Segment Start: Records for processing
use super::AppContext;
use crate::display::format_report;
use crate::installer::PipInstaller;
use anyhow::{bail, Context, Result};
use clap::Args;
use pypip_deps::{ProjectSync, RequirementsFile};
use std::path::PathBuf;

#[derive(Args, Debug)]
pub struct InstallArgs {
    /// Packages to install (`requests`, `click>=8`, `uvicorn[standard]`)
    #[arg(value_name = "PACKAGES")]
    pub packages: Vec<String>,

    /// Also install every package listed in a requirements file
    #[arg(short = 'r', long = "requirement", visible_alias = "requirements", value_name = "FILE")]
    pub requirement: Option<PathBuf>,

    /// Upgrade packages that are already installed
    #[arg(short = 'U', long)]
    pub upgrade: bool,

    /// Install in editable mode
    #[arg(short = 'e', long)]
    pub editable: bool,

    /// Optional dependency group to record the packages in
    #[arg(short = 'g', long = "dependency-group", value_name = "GROUP")]
    pub group: Option<String>,

    /// Show what would change without running pip or writing files
    #[arg(long)]
    pub dry_run: bool,
}

/// Collect package specs from the arguments and `-r`
pub fn collect_specs(args: &InstallArgs) -> Result<Vec<String>> {
    let mut specs = args.packages.clone();
    if let Some(path) = &args.requirement {
        let file = RequirementsFile::load(path)
            .with_context(|| format!("Failed to read requirements from {}", path.display()))?;
        specs.extend(file.package_specs());
    }

    if specs.is_empty() {
        bail!("Nothing to install: give package names or -r FILE");
    }
    Ok(specs)
}

pub fn handle_install_command(ctx: &AppContext, args: InstallArgs) -> Result<()> {
    let specs = collect_specs(&args)?;
    let project = ctx.project()?;
    let section = ctx.section(args.group.as_deref())?;

    let mut options = ctx.sync_options(section, args.dry_run);
    options.upgrade = args.upgrade;
    options.editable = args.editable;

    tracing::info!(packages = specs.len(), section = %options.section, "installing");

    let manifest_path = project.manifest_path();
    let sync = ProjectSync::new(project, PipInstaller::new());
    let report = sync.install(&specs, &options)?;

    print!("{}", format_report(&report, &options.section, &manifest_path, args.dry_run));
    Ok(())
}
Segment End: Records for processing
▶ **Task item**: Return all the lines above exactly as given.

▶ **Task output**:
use super::AppContext;
use crate::display::format_report;
use crate::installer::PipInstaller;
use anyhow::{bail, Context, Result};
use clap::Args;
use pypip_deps::{ProjectSync, RequirementsFile};
use std::path::PathBuf;

#[derive(Args, Debug)]
pub struct InstallArgs {
    /// Packages to install (`requests`, `click>=8`, `uvicorn[standard]`)
    #[arg(value_name = "PACKAGES")]
    pub packages: Vec<String>,

    /// Also install every package listed in a requirements file
    #[arg(short = 'r', long = "requirement", visible_alias = "requirements", value_name = "FILE")]
    pub requirement: Option<PathBuf>,

    /// Upgrade packages that are already installed
    #[arg(short = 'U', long)]
    pub upgrade: bool,

    /// Install in editable mode
    #[arg(short = 'e', long)]
    pub editable: bool,

    /// Optional dependency group to record the packages in
    #[arg(short = 'g', long = "dependency-group", value_name = "GROUP")]
    pub group: Option<String>,

    /// Show what would change without running pip or writing files
    #[arg(long)]
    pub dry_run: bool,
}

/// Collect package specs from the arguments and `-r`
pub fn collect_specs(args: &InstallArgs) -> Result<Vec<String>> {
    let mut specs = args.packages.clone();
    if let Some(path) = &args.requirement {
        let file = RequirementsFile::load(path)
            .with_context(|| format!("Failed to read requirements from {}", path.display()))?;
        specs.extend(file.package_specs());
    }

    if specs.is_empty() {
        bail!("Nothing to install: give package names or -r FILE");
    }
    Ok(specs)
}

pub fn handle_install_command(ctx: &AppContext, args: InstallArgs) -> Result<()> {
    let specs = collect_specs(&args)?;
    let project = ctx.project()?;
    let section = ctx.section(args.group.as_deref())?;

    let mut options = ctx.sync_options(section, args.dry_run);
    options.upgrade = args.upgrade;
    options.editable = args.editable;

    tracing::info!(packages = specs.len(), section = %options.section, "installing");

    let manifest_path = project.manifest_path();
    let sync = ProjectSync::new(project, PipInstaller::new());
    let report = sync.install(&specs, &options)?;

    print!("{}", format_report(&report, &options.section, &manifest_path, args.dry_run));
    Ok(())
}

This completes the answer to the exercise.